• _YOUR OBJECTIVE_: Find the lines below in which the string "broadcast" occurs. Copy each one.

• _DATASET RECORDS_:
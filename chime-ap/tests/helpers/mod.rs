//! Shared fixtures for chime-ap integration tests
//!
//! Not every test binary uses every helper.
#![allow(dead_code)]

use async_trait::async_trait;
use chime_ap::error::{Error, Result};
use chime_ap::playback::{
    DispatchOutcome, Dispatcher, PlaybackExecutor, QueueItem, SoundResolver,
};
use chime_ap::Pipeline;
use chime_common::config::{ChimeConfig, EventPolicy};
use chime_common::events::{AuditDecision, AuditRecord};
use chime_common::time::{Clock, ManualClock};
use chrono::{NaiveDate, NaiveDateTime};
use std::collections::HashSet;
use std::path::{Path, PathBuf};
use std::sync::{Arc, Mutex};
use std::time::Duration;
use tokio::sync::broadcast;

/// Wed 4 March 2026, 10:30 local
pub fn morning() -> NaiveDateTime {
    NaiveDate::from_ymd_opt(2026, 3, 4)
        .unwrap()
        .and_hms_opt(10, 30, 0)
        .unwrap()
}

/// Config whose `[defaults]` policy is `policy`
pub fn config_with(policy: EventPolicy) -> ChimeConfig {
    ChimeConfig {
        defaults: policy,
        ..Default::default()
    }
}

/// Pipeline on a manual clock starting at `wall`
pub fn manual_pipeline(config: ChimeConfig, wall: NaiveDateTime) -> (Arc<Pipeline>, Arc<ManualClock>) {
    let clock = Arc::new(ManualClock::new(wall));
    let dyn_clock: Arc<dyn Clock> = clock.clone();
    let pipeline = Pipeline::new(Arc::new(config), dyn_clock).expect("valid test config");
    (Arc::new(pipeline), clock)
}

/// Resolves every sound id to a path of the same name, except `missing:*`
pub struct PassthroughResolver;

impl SoundResolver for PassthroughResolver {
    fn resolve(&self, sound_id: &str) -> Result<PathBuf> {
        if sound_id.starts_with("missing:") {
            return Err(Error::Resolve(format!("no such sound: {}", sound_id)));
        }
        Ok(PathBuf::from(sound_id))
    }
}

/// Fake player that records what it was asked to play
#[derive(Default)]
pub struct RecordingExecutor {
    plays: Mutex<Vec<(PathBuf, f32)>>,
    failing: HashSet<String>,
    hanging: HashSet<String>,
    delay: Duration,
    /// Manual clock moved forward inside each play, standing in for sound length
    clock_step: Option<(Arc<ManualClock>, Duration)>,
}

impl RecordingExecutor {
    pub fn new() -> Self {
        Self::default()
    }

    pub fn fail_on(mut self, sound: &str) -> Self {
        self.failing.insert(sound.to_string());
        self
    }

    pub fn hang_on(mut self, sound: &str) -> Self {
        self.hanging.insert(sound.to_string());
        self
    }

    pub fn with_delay(mut self, delay: Duration) -> Self {
        self.delay = delay;
        self
    }

    pub fn advancing(mut self, clock: Arc<ManualClock>, by: Duration) -> Self {
        self.clock_step = Some((clock, by));
        self
    }

    pub fn played(&self) -> Vec<String> {
        self.plays
            .lock()
            .unwrap()
            .iter()
            .map(|(p, _)| p.to_string_lossy().to_string())
            .collect()
    }

    pub fn volumes(&self) -> Vec<f32> {
        self.plays.lock().unwrap().iter().map(|(_, v)| *v).collect()
    }
}

#[async_trait]
impl PlaybackExecutor for RecordingExecutor {
    async fn play(&self, sound: &Path, volume: f32) -> Result<()> {
        self.plays.lock().unwrap().push((sound.to_path_buf(), volume));
        let name = sound.to_string_lossy().to_string();
        if let Some((clock, by)) = &self.clock_step {
            clock.advance(*by);
        }
        if self.hanging.contains(&name) {
            std::future::pending::<()>().await;
        }
        if self.failing.contains(&name) {
            return Err(Error::Playback("simulated device failure".to_string()));
        }
        if !self.delay.is_zero() {
            tokio::time::sleep(self.delay).await;
        }
        Ok(())
    }
}

pub fn dispatcher_for(pipeline: &Pipeline, executor: Arc<RecordingExecutor>) -> Dispatcher {
    Dispatcher::new(
        Arc::new(PassthroughResolver),
        executor,
        &pipeline.config().queue,
    )
}

/// Dispatch everything queued, in order, the way the worker would
pub async fn dispatch_all(
    pipeline: &Pipeline,
    dispatcher: &Dispatcher,
) -> Vec<(QueueItem, DispatchOutcome)> {
    let mut done = Vec::new();
    while let Some(item) = pipeline.queue().try_dequeue() {
        let preempt = pipeline
            .queue()
            .preempt_signal()
            .expect("dequeued item is dispatching");
        let started_at = pipeline.clock().now();
        let outcome = dispatcher.dispatch(&item, &preempt).await;
        pipeline.queue().finish_dispatch();
        pipeline.record_dispatch(&item, &outcome, started_at);
        done.push((item, outcome));
    }
    done
}

/// Everything currently buffered on an audit receiver
pub fn drain_audit(rx: &mut broadcast::Receiver<AuditRecord>) -> Vec<AuditRecord> {
    let mut records = Vec::new();
    while let Ok(record) = rx.try_recv() {
        records.push(record);
    }
    records
}

pub fn with_decision(records: &[AuditRecord], decision: AuditDecision) -> Vec<AuditRecord> {
    records
        .iter()
        .filter(|r| r.decision == decision)
        .cloned()
        .collect()
}

/// Wait for the first audit record with `decision`
pub async fn wait_for(
    rx: &mut broadcast::Receiver<AuditRecord>,
    decision: AuditDecision,
) -> AuditRecord {
    tokio::time::timeout(Duration::from_secs(5), async {
        loop {
            match rx.recv().await {
                Ok(record) if record.decision == decision => return record,
                Ok(_) => continue,
                Err(e) => panic!("audit stream ended: {:?}", e),
            }
        }
    })
    .await
    .expect("timed out waiting for audit record")
}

• _ANSWER AREA_:
use tokio::sync::broadcast;
pub fn drain_audit(rx: &mut broadcast::Receiver<AuditRecord>) -> Vec<AuditRecord> {
    rx: &mut broadcast::Receiver<AuditRecord>,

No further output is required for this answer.